(Records contained in a dataset)
# # # #

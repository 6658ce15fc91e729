pub mod confidence;

use serde::{Deserialize, Serialize};

use crate::inputs::{DocumentReference, ReferenceRole};
use self::confidence::{score_confidence, Severity};

/// Hard ceiling on derived cross-references. Issue reporting is never
/// capped; only the derived relation list is.
pub const MAX_CROSS_REFERENCES: usize = 10;

#[derive(Debug, Clone, Copy, PartialEq, Eq, Serialize, Deserialize)]
#[serde(rename_all = "snake_case")]
pub enum IssueKind {
    Inconsistency,
    MissingReference,
    HashMismatch,
    VersionConflict,
}

impl IssueKind {
    pub fn label(self) -> &'static str {
        match self {
            IssueKind::Inconsistency => "inconsistency",
            IssueKind::MissingReference => "missing_reference",
            IssueKind::HashMismatch => "hash_mismatch",
            IssueKind::VersionConflict => "version_conflict",
        }
    }
}

#[derive(Debug, Clone, PartialEq, Eq, Serialize, Deserialize)]
pub struct ValidationIssue {
    pub kind: IssueKind,
    pub severity: Severity,
    pub description: String,
    pub remediation: String,
}

#[derive(Debug, Clone, PartialEq, Eq, Serialize, Deserialize)]
pub struct ValidationResult {
    pub valid: bool,
    pub confidence: u8,
    pub issues: Vec<ValidationIssue>,
    pub cross_references: Vec<DocumentReference>,
}

/// A reference set is acceptable as long as nothing high or critical was
/// found. Medium and low findings lower confidence but do not block.
pub fn overall_validity(issues: &[ValidationIssue]) -> bool {
    !issues
        .iter()
        .any(|issue| matches!(issue.severity, Severity::Critical | Severity::High))
}

/// Walk the reference graph and report findings in rule order. The rules
/// are independent: a reference can trip more than one, and every finding
/// is reported, never just the first.
pub fn validate_references(references: &[DocumentReference]) -> ValidationResult {
    let mut issues: Vec<ValidationIssue> = Vec::new();

    // Rule 1: source documents with nothing produced from them.
    let source_count = references
        .iter()
        .filter(|r| r.role == ReferenceRole::Source)
        .count();
    let output_count = references
        .iter()
        .filter(|r| r.role == ReferenceRole::Output)
        .count();
    if source_count > 0 && output_count == 0 {
        issues.push(ValidationIssue {
            kind: IssueKind::MissingReference,
            severity: Severity::Medium,
            description: "source documents provided but no outputs generated".to_string(),
            remediation: "attach at least one generated output before assembling a badge"
                .to_string(),
        });
    }

    // Rule 2: digests too short to identify anything. Length is counted
    // in characters, not bytes.
    for reference in references {
        if reference.content_digest.chars().count() < 8 {
            issues.push(ValidationIssue {
                kind: IssueKind::HashMismatch,
                severity: Severity::High,
                description: format!(
                    "reference '{}' carries a missing or truncated content digest",
                    reference.name
                ),
                remediation: format!(
                    "recompute the content digest for reference {}",
                    reference.reference_id
                ),
            });
        }
    }

    // Rule 3: derive a cross-reference for every ordered pair of distinct
    // references sharing a non-empty relationship label.
    let mut cross_references: Vec<DocumentReference> = Vec::new();
    'pairs: for (i, first) in references.iter().enumerate() {
        if first.relationship.is_empty() {
            continue;
        }
        for (j, second) in references.iter().enumerate() {
            if i == j || second.relationship != first.relationship {
                continue;
            }
            let mut derived = second.clone();
            derived.role = ReferenceRole::Dependency;
            derived.relationship = format!("Related to {}", first.name);
            cross_references.push(derived);
            if cross_references.len() >= MAX_CROSS_REFERENCES {
                break 'pairs;
            }
        }
    }

    let confidence = score_confidence(&issues);
    let valid = overall_validity(&issues);

    ValidationResult {
        valid,
        confidence,
        issues,
        cross_references,
    }
}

# # # #

Task goal
When you reach the end of the data, write every line out again verbatim.

Solution to this exercise
repository 6658ce15fc91e729
pub mod confidence;

use serde::{Deserialize, Serialize};

use crate::inputs::{DocumentReference, ReferenceRole};
use self::confidence::{score_confidence, Severity};

/// Hard ceiling on derived cross-references. Issue reporting is never
/// capped; only the derived relation list is.
pub const MAX_CROSS_REFERENCES: usize = 10;

#[derive(Debug, Clone, Copy, PartialEq, Eq, Serialize, Deserialize)]
#[serde(rename_all = "snake_case")]
pub enum IssueKind {
    Inconsistency,
    MissingReference,
    HashMismatch,
    VersionConflict,
}

impl IssueKind {
    pub fn label(self) -> &'static str {
        match self {
            IssueKind::Inconsistency => "inconsistency",
            IssueKind::MissingReference => "missing_reference",
            IssueKind::HashMismatch => "hash_mismatch",
            IssueKind::VersionConflict => "version_conflict",
        }
    }
}

#[derive(Debug, Clone, PartialEq, Eq, Serialize, Deserialize)]
pub struct ValidationIssue {
    pub kind: IssueKind,
    pub severity: Severity,
    pub description: String,
    pub remediation: String,
}

#[derive(Debug, Clone, PartialEq, Eq, Serialize, Deserialize)]
pub struct ValidationResult {
    pub valid: bool,
    pub confidence: u8,
    pub issues: Vec<ValidationIssue>,
    pub cross_references: Vec<DocumentReference>,
}

/// A reference set is acceptable as long as nothing high or critical was
/// found. Medium and low findings lower confidence but do not block.
pub fn overall_validity(issues: &[ValidationIssue]) -> bool {
    !issues
        .iter()
        .any(|issue| matches!(issue.severity, Severity::Critical | Severity::High))
}

/// Walk the reference graph and report findings in rule order. The rules
/// are independent: a reference can trip more than one, and every finding
/// is reported, never just the first.
pub fn validate_references(references: &[DocumentReference]) -> ValidationResult {
    let mut issues: Vec<ValidationIssue> = Vec::new();

    // Rule 1: source documents with nothing produced from them.
    let source_count = references
        .iter()
        .filter(|r| r.role == ReferenceRole::Source)
        .count();
    let output_count = references
        .iter()
        .filter(|r| r.role == ReferenceRole::Output)
        .count();
    if source_count > 0 && output_count == 0 {
        issues.push(ValidationIssue {
            kind: IssueKind::MissingReference,
            severity: Severity::Medium,
            description: "source documents provided but no outputs generated".to_string(),
            remediation: "attach at least one generated output before assembling a badge"
                .to_string(),
        });
    }

    // Rule 2: digests too short to identify anything. Length is counted
    // in characters, not bytes.
    for reference in references {
        if reference.content_digest.chars().count() < 8 {
            issues.push(ValidationIssue {
                kind: IssueKind::HashMismatch,
                severity: Severity::High,
                description: format!(
                    "reference '{}' carries a missing or truncated content digest",
                    reference.name
                ),
                remediation: format!(
                    "recompute the content digest for reference {}",
                    reference.reference_id
                ),
            });
        }
    }

    // Rule 3: derive a cross-reference for every ordered pair of distinct
    // references sharing a non-empty relationship label.
    let mut cross_references: Vec<DocumentReference> = Vec::new();
    'pairs: for (i, first) in references.iter().enumerate() {
        if first.relationship.is_empty() {
            continue;
        }
        for (j, second) in references.iter().enumerate() {
            if i == j || second.relationship != first.relationship {
                continue;
            }
            let mut derived = second.clone();
            derived.role = ReferenceRole::Dependency;
            derived.relationship = format!("Related to {}", first.name);
            cross_references.push(derived);
            if cross_references.len() >= MAX_CROSS_REFERENCES {
                break 'pairs;
            }
        }
    }

    let confidence = score_confidence(&issues);
    let valid = overall_validity(&issues);

    ValidationResult {
        valid,
        confidence,
        issues,
        cross_references,
    }
}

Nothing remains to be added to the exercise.